An example of this type of epistasis is the production of Malvidin, a chemical produced by Primula which is a type of plant that has flowers. Malvidin is what makes the flower color of primula blue and the production of Malvidin is determined by the K gene where the suppression of its production is regulated by the D gene. Both of these genes are dominant characteristics. There is no expression of a dominant D allele even in the presence of dominant K allele. In other words, dominant D allele impedes the K allele.
And if we cross dominant K and D gene with their recessive counterpart, we will have 13: 3 ratio.
Duplicate epistasis is based on two loci.
This is also referred as a complementary gene action as both the genes are necessary for the accurate phenotype to be available.
The best example of duplicate recessive epistasis if found for flower colour in sweet pea.The purple colour of flower in sweet pea is governed by two dominant genes A and B. When these genes are in separate individuals as dominant allele (AAbb or aaBB) or recessive (aabb) they produce white flower.
A cross between purple flower (AABB) and white flower (aabb) strains produced purple color in F1 generation. Inter-mating of F1 plants produced purple and white flower plants in 9: 7 ratios in F2 generation instead of the normal dihybrid segregation ratio of 9:3:3:1.
That is because recessive allele a is epistatic to B/b alleles and mask the expression of these alleles. Another recessive allele b is epistatic to A/a alleles and mask their expression.
Hence, in F2, plants with AB genotypes will have purple flowers, and plants with recessive a allele, recessive b allele and double recessive genotypes produce white flowers.
A good example of duplicate dominant epistasis is the awn character in rice. Development of awn in rice is controlled by two dominant duplicate genes (A and B). The presence of any of these two alleles can produce awn. The awnless condition develops only when both genes are in homozygous recessive state (aabb).
A cross between awned and awnless strains produced awned rice plants in F1. Inter-mating of F1 plants produced awned and awnless plants in 15:1 ratio in F2 generation instead of the normal ratio of 9:3:3:1.

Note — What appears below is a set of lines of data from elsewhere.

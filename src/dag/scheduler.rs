//! Ordering queries over an [`IssueGraph`]: readiness, topological order,
//! cycle detection and execution waves.
//!
//! None of these mutate the graph; completion state is passed in.

use std::cmp::Reverse;
use std::collections::{BTreeMap, BinaryHeap, HashMap, HashSet};

use crate::dag::builder::IssueGraph;
use crate::errors::GraphError;
use crate::issue::{Issue, Priority, sort_issues};

#[derive(Debug, Clone, Copy, PartialEq, Eq)]
enum Color {
    White,
    Gray,
    Black,
}

impl IssueGraph {
    /// Issues not yet completed whose blockers are all completed, sorted
    /// priority then id.
    pub fn get_ready_issues(&self, completed: &HashSet<String>) -> Vec<Issue> {
        let mut ready: Vec<Issue> = self
            .issues
            .values()
            .filter(|issue| !completed.contains(&issue.id))
            .filter(|issue| {
                self.blocked_by
                    .get(&issue.id)
                    .is_none_or(|blockers| blockers.iter().all(|b| completed.contains(b)))
            })
            .cloned()
            .collect();
        sort_issues(&mut ready);
        ready
    }

    /// Kahn's algorithm. Among simultaneously ready issues the one with the
    /// lowest (priority, id) is emitted first.
    pub fn topological_sort(&self) -> Result<Vec<Issue>, GraphError> {
        let mut in_degree: HashMap<&str, usize> = self
            .issues
            .keys()
            .map(|id| {
                let degree = self.blocked_by.get(id).map_or(0, |b| b.len());
                (id.as_str(), degree)
            })
            .collect();

        let mut heap: BinaryHeap<Reverse<(Priority, &str)>> = in_degree
            .iter()
            .filter(|(_, degree)| **degree == 0)
            .filter_map(|(id, _)| self.issues.get(*id).map(|i| Reverse(i.sort_key())))
            .collect();

        let mut order = Vec::with_capacity(self.issues.len());
        while let Some(Reverse((_, id))) = heap.pop() {
            let Some(issue) = self.issues.get(id) else {
                continue;
            };
            order.push(issue.clone());
            for dependent in self.blocks.get(id).into_iter().flatten() {
                if let Some(degree) = in_degree.get_mut(dependent.as_str()) {
                    *degree -= 1;
                    if *degree == 0
                        && let Some(next) = self.issues.get(dependent)
                    {
                        heap.push(Reverse(next.sort_key()));
                    }
                }
            }
        }

        if order.len() != self.issues.len() {
            return Err(GraphError::Cycle {
                cycles: self.detect_cycles(),
            });
        }
        Ok(order)
    }

    /// Find cycles with a white/gray/black DFS over `blocked_by` edges.
    ///
    /// Each returned cycle lists its ids in edge order without repeating the
    /// first one. At least one cycle is reported per cyclic component.
    pub fn detect_cycles(&self) -> Vec<Vec<String>> {
        let mut colors: BTreeMap<&str, Color> = self
            .issues
            .keys()
            .map(|id| (id.as_str(), Color::White))
            .collect();
        let mut stack: Vec<&str> = Vec::new();
        let mut cycles = Vec::new();

        let roots: Vec<&str> = colors.keys().copied().collect();
        for root in roots {
            if colors.get(root) == Some(&Color::White) {
                self.visit(root, &mut colors, &mut stack, &mut cycles);
            }
        }
        cycles
    }

    fn visit<'a>(
        &'a self,
        id: &'a str,
        colors: &mut BTreeMap<&'a str, Color>,
        stack: &mut Vec<&'a str>,
        cycles: &mut Vec<Vec<String>>,
    ) {
        colors.insert(id, Color::Gray);
        stack.push(id);

        for next in self.blocked_by.get(id).into_iter().flatten() {
            match colors.get(next.as_str()) {
                Some(Color::White) => self.visit(next, colors, stack, cycles),
                Some(Color::Gray) => {
                    if let Some(start) = stack.iter().position(|s| *s == next.as_str()) {
                        cycles.push(stack[start..].iter().map(|s| s.to_string()).collect());
                    }
                }
                _ => {}
            }
        }

        stack.pop();
        colors.insert(id, Color::Black);
    }

    pub fn has_cycles(&self) -> bool {
        !self.detect_cycles().is_empty()
    }

    /// Partition the not-yet-completed issues into waves. Every issue in
    /// wave `k` has all its blockers in `completed` or in waves `< k`.
    pub fn get_execution_waves(
        &self,
        completed: &HashSet<String>,
    ) -> Result<Vec<Vec<Issue>>, GraphError> {
        let cycles = self.detect_cycles();
        if !cycles.is_empty() {
            return Err(GraphError::Cycle { cycles });
        }

        let mut done = completed.clone();
        let remaining = self
            .issues
            .keys()
            .filter(|id| !completed.contains(*id))
            .count();
        let mut placed = 0;
        let mut waves = Vec::new();

        while placed < remaining {
            let wave = self.get_ready_issues(&done);
            if wave.is_empty() {
                // Unreachable without a cycle; guard against looping forever.
                return Err(GraphError::Cycle {
                    cycles: self.detect_cycles(),
                });
            }
            placed += wave.len();
            done.extend(wave.iter().map(|issue| issue.id.clone()));
            waves.push(wave);
        }

        Ok(waves)
    }
}

/// Render waves as ids, handy for logging and tests.
pub fn wave_ids(waves: &[Vec<Issue>]) -> Vec<Vec<String>> {
    waves
        .iter()
        .map(|wave| wave.iter().map(|issue| issue.id.clone()).collect())
        .collect()
}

Again likewise on the previous type of epistasis, but the only difference is that the dominant alleles are epistatic to the expression of recessive allele at two loci. For the awn character of rice, the dominant allele A is epistatic to B/b alleles and all plants having dominant allele A will develop awn. Another dominant allele B is epistatic to A/a alleles and individuals with this allele will also develop awn character.
So rice grains with either the dominant A or B allele at one locus will develop awn and of course, those with double recessive alleles.
When on their own, each of these dominant alleles generates a physical characteristic differing from the united dominant alleles. Consequently, 3 phenotypes are created for 2 dominant alleles only.
A well-known example of polymeric gene interaction is fruit shape in summer squash. There are three types of fruit shape in this plant: disc, spherical and long. The disc shape is controlled by two dominant genes (A and B), the spherical shape is produced by either dominant allele (A or B) and long shaped fruits develop in double recessive (aabb) plants.
A cross between disc shape (AABB) and long shape (aabb) strains produced disc shape fruits in F1. Inter-mating of F1 plants produced plants with disc, spherical and long shape fruits in 9 : 6 : 1 ratio in F2.
Again, instead of the normal ratio of 9:3:3:1, it was modified in F2 progeny because plants with AB genotypes produce disc shape fruits, those genotypes with dominant A and recessive a alleles and dominant B and recessive b alleles produce spherical fruits, and plants with double recessive genotype produce long fruits.
That is why, having either of the dominant A and B allele. The phenotypic expression is the same, and for the summer squash, they are all spherical.